Les manœuvres d’African Lion, vitrine de l’alliance entre Washington et Rabat
Dans ce contexte, le commandement américain pour l'Afrique a lancé l'opération African Lion, une série de manœuvres annuelles qui se déroulent au Maroc, au Ghana, au Sénégal et en Tunisie. Plus de 10 000 combattants d'une vingtaine de nationalités différentes participent à ces exercices et servent de vitrine de la collaboration militaire entre les Américains et leurs partenaires de la région.
Quelques manœuvres qui peuvent servir au Maroc pour approfondir son approche militaire face aux Etats-Unis. Ainsi, les autorités de Rabat pourraient obtenir des armes de meilleure qualité, accédant à des avantages et à des situations qui placent le pays « dans une position plus ferme » vis-à-vis de Washington, souligne Echeverría.
Cette année, les exercices ont commencé en Tunisie, même si les préparatifs ont déjà été effectués sur le sol marocain. Le volet marocain des manœuvres était déjà plein de polémiques en 2024, lorsqu'elles comprenaient un déploiement à Mahbes, ville revendiquée par la République arabe sahraouie et proche de la frontière avec l'Algérie.

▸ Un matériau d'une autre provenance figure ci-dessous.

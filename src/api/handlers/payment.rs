use axum::{extract::{State, Path}, response::IntoResponse, Json, http::StatusCode};
use crate::state::AppState;
use crate::api::extractors::auth::AuthUser;
use crate::api::dtos::requests::{InitiatePaymentRequest, MomoCallbackRequest};
use crate::domain::models::booking::{Booking, BookingStatus, PaymentStatus};
use crate::domain::models::payment::PaymentOutcome;
use crate::domain::services::reconciliation::{reconcile, Transition};
use crate::error::AppError;
use std::sync::Arc;
use tracing::{info, warn};

pub async fn initiate_payment(
    State(state): State<Arc<AppState>>,
    AuthUser(user): AuthUser,
    Path(booking_id): Path<String>,
    Json(payload): Json<InitiatePaymentRequest>,
) -> Result<impl IntoResponse, AppError> {
    let booking = state.booking_repo.find_by_id(&booking_id).await?
        .ok_or(AppError::NotFound("Booking not found".into()))?;

    if booking.user_id != user.id && !user.is_admin() {
        return Err(AppError::Forbidden("You do not own this booking".into()));
    }

    if booking.payment_status == PaymentStatus::Paid {
        return Err(AppError::Conflict("Booking is already paid".into()));
    }
    if booking.status != BookingStatus::Pending {
        return Err(AppError::Conflict("Booking is not awaiting payment".into()));
    }

    let session = state.payment_gateway
        .create_session(&booking, &payload.return_url)
        .await?;

    info!(
        "Payment session created for booking {} (request {})",
        booking.id, session.request_id
    );

    Ok(Json(session))
}

/// Gateway-to-server notification. Unauthenticated; the gateway retries on
/// non-2xx, so everything it can tell us is absorbed with 204.
pub async fn momo_callback(
    State(state): State<Arc<AppState>>,
    Json(payload): Json<MomoCallbackRequest>,
) -> Result<impl IntoResponse, AppError> {
    let Some(booking) = state.booking_repo.find_by_id(&payload.order_id).await? else {
        warn!("Payment callback for unknown order {}, absorbing", payload.order_id);
        return Ok(StatusCode::NO_CONTENT);
    };

    let outcome = PaymentOutcome {
        order_id: payload.order_id,
        result_code: payload.result_code,
        trans_id: payload.trans_id.map(|t| t.to_string()),
    };

    apply_outcome(&state, booking, &outcome).await?;

    Ok(StatusCode::NO_CONTENT)
}

/// Client-triggered poll for users who closed the redirect tab before the
/// wallet finished. Asks the gateway for the order status and applies it
/// through the same transition logic as the callback.
pub async fn refresh_payment(
    State(state): State<Arc<AppState>>,
    AuthUser(user): AuthUser,
    Path(booking_id): Path<String>,
) -> Result<impl IntoResponse, AppError> {
    let booking = state.booking_repo.find_by_id(&booking_id).await?
        .ok_or(AppError::NotFound("Booking not found".into()))?;

    if booking.user_id != user.id && !user.is_admin() {
        return Err(AppError::Forbidden("You do not own this booking".into()));
    }

    if matches!(booking.payment_status, PaymentStatus::Paid | PaymentStatus::Refunded) {
        return Ok(Json(booking));
    }

    let outcome = state.payment_gateway.query_payment(&booking.id).await?;
    let refreshed = apply_outcome(&state, booking, &outcome).await?;

    Ok(Json(refreshed))
}

/// Single write path for gateway results. The conditional repository updates
/// re-check the booking state inside the UPDATE itself, so a callback and a
/// refresh racing each other cannot double-apply.
async fn apply_outcome(
    state: &AppState,
    booking: Booking,
    outcome: &PaymentOutcome,
) -> Result<Booking, AppError> {
    match reconcile(&booking, outcome) {
        Transition::ConfirmPayment { trans_id } => {
            match state.booking_repo.mark_paid(&booking.id, trans_id.as_deref()).await? {
                Some(updated) => {
                    info!(
                        "Payment confirmed for booking {} (trans {})",
                        updated.id,
                        updated.trans_id.as_deref().unwrap_or("-")
                    );
                    Ok(updated)
                }
                None => {
                    warn!("Payment confirmation for booking {} lost the race, re-reading", booking.id);
                    state.booking_repo.find_by_id(&booking.id).await?
                        .ok_or(AppError::NotFound("Booking not found".into()))
                }
            }
        }
        Transition::RecordFailure => {
            match state.booking_repo.mark_payment_failed(&booking.id).await? {
                Some(updated) => {
                    info!(
                        "Payment failed for booking {} (code {})",
                        updated.id, outcome.result_code
                    );
                    Ok(updated)
                }
                None => {
                    warn!("Payment failure for booking {} lost the race, re-reading", booking.id);
                    state.booking_repo.find_by_id(&booking.id).await?
                        .ok_or(AppError::NotFound("Booking not found".into()))
                }
            }
        }
        Transition::AlreadySettled => {
            info!("Duplicate payment result for booking {} absorbed", booking.id);
            Ok(booking)
        }
        Transition::Ignored => {
            warn!(
                "Payment result {} for booking {} conflicts with status {:?}/{:?}, ignoring",
                outcome.result_code, booking.id, booking.status, booking.payment_status
            );
            Ok(booking)
        }
    }
}
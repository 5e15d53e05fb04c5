use std::sync::Arc;
use crate::domain::ports::{
    AuthRepository, BookingRepository, CancellationRequestRepository,
    PaymentGateway, RoomRepository, UserRepository,
};
use crate::domain::services::auth_service::AuthService;
use crate::config::Config;

#[derive(Clone)]
pub struct AppState {
    pub config: Config,
    pub room_repo: Arc<dyn RoomRepository>,
    pub booking_repo: Arc<dyn BookingRepository>,
    pub cancellation_repo: Arc<dyn CancellationRequestRepository>,
    pub user_repo: Arc<dyn UserRepository>,
    pub auth_repo: Arc<dyn AuthRepository>,
    pub auth_service: Arc<AuthService>,
    pub payment_gateway: Arc<dyn PaymentGateway>,
}
use std::sync::Arc;
use crate::domain::{
    models::{auth::{Claims, RefreshTokenRecord}, user::User},
    ports::AuthRepository
};
use crate::error::AppError;
use crate::config::Config;
use jsonwebtoken::{encode, EncodingKey, Header, Algorithm};
use uuid::Uuid;
use chrono::{Utc, Duration};
use rand::{distributions::Alphanumeric, Rng};
use sha2::{Sha256, Digest};

pub struct AuthService {
    repo: Arc<dyn AuthRepository>,
    config: Config,
    encoding_key: EncodingKey,
}

impl AuthService {
    pub fn new(repo: Arc<dyn AuthRepository>, config: Config) -> Self {
        let encoding_key = EncodingKey::from_ed_pem(config.jwt_secret_key.as_bytes())
            .expect("Invalid JWT Private Key PEM");

        Self { repo, config, encoding_key }
    }

    pub async fn login(&self, user: &User) -> Result<(String, String, String), AppError> {
        let family_id = Uuid::new_v4();
        self.issue_token_pair(user, family_id, 1).await
    }

    pub async fn refresh(&self, raw_refresh_token: &str, user: &User) -> Result<(String, String, String), AppError> {
        let token_hash = self.hash_token(raw_refresh_token);

        let record = self.repo.find_refresh_token(&token_hash).await?
            .ok_or(AppError::Unauthorized)?;

        if record.expires_at < Utc::now() {
            self.repo.delete_refresh_token(&token_hash).await?;
            return Err(AppError::Unauthorized);
        }

        // A superseded generation resurfacing means the token leaked
        // somewhere. Kill the whole family. Rotation keeps the old record
        // around (until expiry) precisely so this check can fire.
        if let Some(latest) = self.repo.latest_generation(record.family_id).await?
            && latest > record.generation_id {
            tracing::warn!("Refresh token reuse detected, revoking family {}", record.family_id);
            self.repo.delete_refresh_family(record.family_id).await?;
            return Err(AppError::Unauthorized);
        }

        self.issue_token_pair(user, record.family_id, record.generation_id + 1).await
    }

    pub async fn logout(&self, raw_refresh_token: &str) -> Result<(), AppError> {
        let token_hash = self.hash_token(raw_refresh_token);

        if let Some(record) = self.repo.find_refresh_token(&token_hash).await? {
            return self.repo.delete_refresh_family(record.family_id).await;
        }
        self.repo.delete_refresh_token(&token_hash).await
    }

    async fn issue_token_pair(&self, user: &User, family_id: Uuid, generation_id: i32) -> Result<(String, String, String), AppError> {
        let csrf_token: String = rand::thread_rng().sample_iter(&Alphanumeric).take(32).map(char::from).collect();
        let now = Utc::now();
        let exp = (now + Duration::minutes(15)).timestamp() as usize;

        let claims = Claims {
            iss: self.config.auth_issuer.clone(),
            sub: user.id.clone(),
            aud: "hotel-frontend".to_string(),
            exp,
            iat: now.timestamp() as usize,
            jti: Uuid::new_v4().to_string(),
            role: user.role.clone(),
            csrf_token: csrf_token.clone(),
        };

        let access_token = encode(&Header::new(Algorithm::EdDSA), &claims, &self.encoding_key)
            .map_err(|e| {
                tracing::error!("JWT encoding failed: {}", e);
                AppError::Internal
            })?;

        let refresh_token: String = rand::thread_rng().sample_iter(&Alphanumeric).take(64).map(char::from).collect();
        let refresh_token_hash = self.hash_token(&refresh_token);

        let refresh_record = RefreshTokenRecord {
            token_hash: refresh_token_hash,
            user_id: user.id.clone(),
            family_id,
            generation_id,
            expires_at: now + Duration::days(7),
            created_at: now,
        };

        self.repo.create_refresh_token(&refresh_record).await?;
        Ok((access_token, refresh_token, csrf_token))
    }

    pub fn hash_token(&self, token: &str) -> String {
        let mut hasher = Sha256::new();
        hasher.update(token.as_bytes());
        hex::encode(hasher.finalize())
    }
}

Bien que l'Espagne n'ait pas participé aux opérations à cette occasion, elle l'a fait l'année dernière. C'était la première fois qu'elle participait aux manœuvres depuis 2016. Mais cette fois encore, elle a fait l'impasse sur l'événement annuel au Maghreb.
L'utilisation de la technologie Link-16
En préparation des manœuvres de cette année, le Maroc a été intégré au système Link-16, utilisé par l'OTAN et ses alliés comme réseau de communications tactiques en temps réel. Un pas de plus dans la collaboration militaire entre Washington et Rabat.
La confiance placée par les États-Unis dans leur partenaire marocain est ainsi évidente, puisque jusqu'il y a quelque temps ce système était réservé aux membres de l'Alliance atlantique. Ainsi, indirectement, les Américains s’efforcent d’intégrer le Maroc dans la structure militaire de l’OTAN.
En tant qu’allié majeur non-OTAN, le Maroc avait déjà accès au catalogue militaire américain
Akram Kharief souligne toutefois que le Maroc avait déjà utilisé des équipements américains équipés de la technologie Link-16. « En tant qu'allié majeur non membre de l'OTAN, elle avait déjà accès au catalogue militaire américain », note-t-il.
Il reste donc à voir si les exercices African Lion organisés au Maroc renforcent davantage l'utilisation par Rabat de la technologie militaire américaine. Et surtout, où cela laisse-t-il l’Espagne.